### Given entries
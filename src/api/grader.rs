// SPDX-License-Identifier: AGPL-3.0-or-later
//
// Copyright (C) 2026 Relational Network

//! Grader landing and identity endpoints.

use axum::{extract::State, response::Response, Json};
use tracing::debug;

use crate::auth::{found_redirect, AuthenticatedGrader, Grader};
use crate::state::AppState;

/// Landing page at the remap root, where the hub login sends graders back.
#[utoipa::path(
    get,
    path = "/",
    tag = "Graders",
    responses(
        (status = 302, description = "Grader: redirect to the API docs; anonymous: redirect to hub login"),
        (status = 403, description = "Hub user is not a grader"),
    )
)]
pub async fn index(State(state): State<AppState>, Grader(grader): Grader) -> Response {
    debug!(grader = %grader.name, "grader landed on index");
    found_redirect(&format!("{}/docs/", state.config.remap_url))
}

/// The grader making this request.
#[utoipa::path(
    get,
    path = "/api/grader",
    tag = "Graders",
    responses(
        (status = 200, description = "Authenticated grader", body = AuthenticatedGrader),
        (status = 302, description = "No hub session, redirect to hub login"),
        (status = 403, description = "Hub user is not a grader"),
        (status = 500, description = "Hub rejected this service's token"),
        (status = 502, description = "Hub unavailable"),
    )
)]
pub async fn current_grader(Grader(grader): Grader) -> Json<AuthenticatedGrader> {
    Json(grader)
}
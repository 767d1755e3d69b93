// SPDX-License-Identifier: AGPL-3.0-or-later
//
// Copyright (C) 2026 Relational Network

//! Notebook redirect endpoint.

use axum::{
    extract::{Path, State},
    http::{header::SET_COOKIE, HeaderValue},
    response::Response,
};
use tracing::{info, warn};

use crate::auth::{found_redirect, Grader};
use crate::error::ApiError;
use crate::state::AppState;

/// Open a notebook on the notebook server.
///
/// Starts the server if needed, attaches an admin-access cookie when the
/// notebooks live on a delegated user's server, then redirects there.
#[utoipa::path(
    get,
    path = "/notebook/{path}",
    tag = "Notebooks",
    params(
        ("path" = String, Path, description = "Notebook path relative to the notebook directory")
    ),
    responses(
        (status = 302, description = "Redirect to the notebook on the hub"),
        (status = 403, description = "Hub user is not a grader"),
        (status = 502, description = "Notebook server could not be started"),
    )
)]
pub async fn open_notebook(
    State(state): State<AppState>,
    Grader(grader): Grader,
    Path(path): Path<String>,
) -> Result<Response, ApiError> {
    let user = state.notebooks.notebook_user(&grader.name);

    if !state.notebooks.ensure_server_running(user).await {
        return Err(ApiError::bad_gateway(format!(
            "Notebook server for {user} is not available"
        )));
    }

    let url = state.notebooks.build_notebook_url(&path, user);
    let mut response = found_redirect(&url);

    if let Some(cookie) = state.notebooks.notebook_server_cookie().await {
        let value = HeaderValue::from_str(&cookie.to_set_cookie()).map_err(|e| {
            warn!(user = %user, error = %e, "hub cookie is not a valid header value");
            ApiError::internal("Failed to relay notebook server cookie")
        })?;
        response.headers_mut().append(SET_COOKIE, value);
    }

    info!(grader = %grader.name, %user, %path, "redirecting to notebook");
    Ok(response)
}

#[cfg(test)]
mod tests {
    use crate::api::router;
    use crate::state::AppState;
    use crate::test_support::{config_for, FakeHub};
    use axum::{
        body::Body,
        http::{
            header::{COOKIE, LOCATION, SET_COOKIE},
            Request, StatusCode,
        },
    };
    use serde_json::json;
    use tower::ServiceExt;

    fn notebook_request(path: &str) -> Request<Body> {
        Request::builder()
            .uri(path)
            .header(COOKIE, "jupyter-hub-token=abc123")
            .body(Body::empty())
            .unwrap()
    }

    #[tokio::test]
    async fn redirects_grader_to_own_notebook() {
        let hub = FakeHub::new();
        hub.set_cookie_response(StatusCode::OK, json!({"name": "alice"}));
        let base = hub.spawn().await;
        let app = router(AppState::new(config_for(&base, &[]), reqwest::Client::new()));

        let response = app
            .oneshot(notebook_request(
                "/hub/nbgrader/course101/notebook/autograded/ps1/p1.ipynb",
            ))
            .await
            .unwrap();

        assert_eq!(response.status(), StatusCode::FOUND);
        assert_eq!(
            response.headers().get(LOCATION).unwrap(),
            "http://hub.example/user/alice/notebooks/autograded/ps1/p1.ipynb"
        );
        assert!(response.headers().get(SET_COOKIE).is_none());
    }

    #[tokio::test]
    async fn delegated_server_gets_admin_cookie() {
        let hub = FakeHub::new();
        hub.set_cookie_response(StatusCode::OK, json!({"name": "bob"}));
        hub.set_user_response(
            StatusCode::OK,
            json!({"name": "instructor", "server": null, "pending": null}),
        );
        hub.set_admin_response(
            StatusCode::OK,
            Some(r#"jupyter-hub-token-instructor="tok%3D""#),
        );
        let base = hub.spawn().await;
        let config = config_for(&base, &[("HUBAUTH_NOTEBOOK_SERVER_USER", "instructor")]);
        let app = router(AppState::new(config, reqwest::Client::new()));

        let response = app
            .oneshot(notebook_request("/hub/nbgrader/course101/notebook/p1.ipynb"))
            .await
            .unwrap();

        assert_eq!(response.status(), StatusCode::FOUND);
        assert_eq!(
            response.headers().get(LOCATION).unwrap(),
            "http://hub.example/user/instructor/notebooks/p1.ipynb"
        );
        assert_eq!(
            response.headers().get(SET_COOKIE).unwrap(),
            "jupyter-hub-token-instructor=tok=; Path=/user/instructor"
        );
        assert_eq!(hub.count("POST", "/hub/api/users/instructor/server"), 1);
    }

    #[tokio::test]
    async fn special_characters_survive_the_redirect() {
        let hub = FakeHub::new();
        hub.set_cookie_response(StatusCode::OK, json!({"name": "alice"}));
        let base = hub.spawn().await;
        let app = router(AppState::new(config_for(&base, &[]), reqwest::Client::new()));

        let response = app
            .oneshot(notebook_request(
                "/hub/nbgrader/course101/notebook/ps%231/Problem%20Set%3F.ipynb",
            ))
            .await
            .unwrap();

        assert_eq!(response.status(), StatusCode::FOUND);
        assert_eq!(
            response.headers().get(LOCATION).unwrap(),
            "http://hub.example/user/alice/notebooks/ps%231/Problem%20Set%3F.ipynb"
        );
    }

    #[tokio::test]
    async fn unavailable_server_is_bad_gateway() {
        let hub = FakeHub::new();
        hub.set_cookie_response(StatusCode::OK, json!({"name": "alice"}));
        hub.set_user_response(StatusCode::OK, json!({"server": null, "pending": null}));
        hub.set_start_status(StatusCode::INTERNAL_SERVER_ERROR);
        let base = hub.spawn().await;
        let app = router(AppState::new(config_for(&base, &[]), reqwest::Client::new()));

        let response = app
            .oneshot(notebook_request("/hub/nbgrader/course101/notebook/p1.ipynb"))
            .await
            .unwrap();
        assert_eq!(response.status(), StatusCode::BAD_GATEWAY);
    }
}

### Goal of the exercise
Could you set down, word for word, only the lines above from the line with "if let Some(cookie)" to the line with "use crate::api::router;", including both?

### Result of the exercise
    if let Some(cookie) = state.notebooks.notebook_server_cookie().await {
        let value = HeaderValue::from_str(&cookie.to_set_cookie()).map_err(|e| {
            warn!(user = %user, error = %e, "hub cookie is not a valid header value");
            ApiError::internal("Failed to relay notebook server cookie")
        })?;
        response.headers_mut().append(SET_COOKIE, value);
    }

    info!(grader = %grader.name, %user, %path, "redirecting to notebook");
    Ok(response)
}

#[cfg(test)]
mod tests {
    use crate::api::router;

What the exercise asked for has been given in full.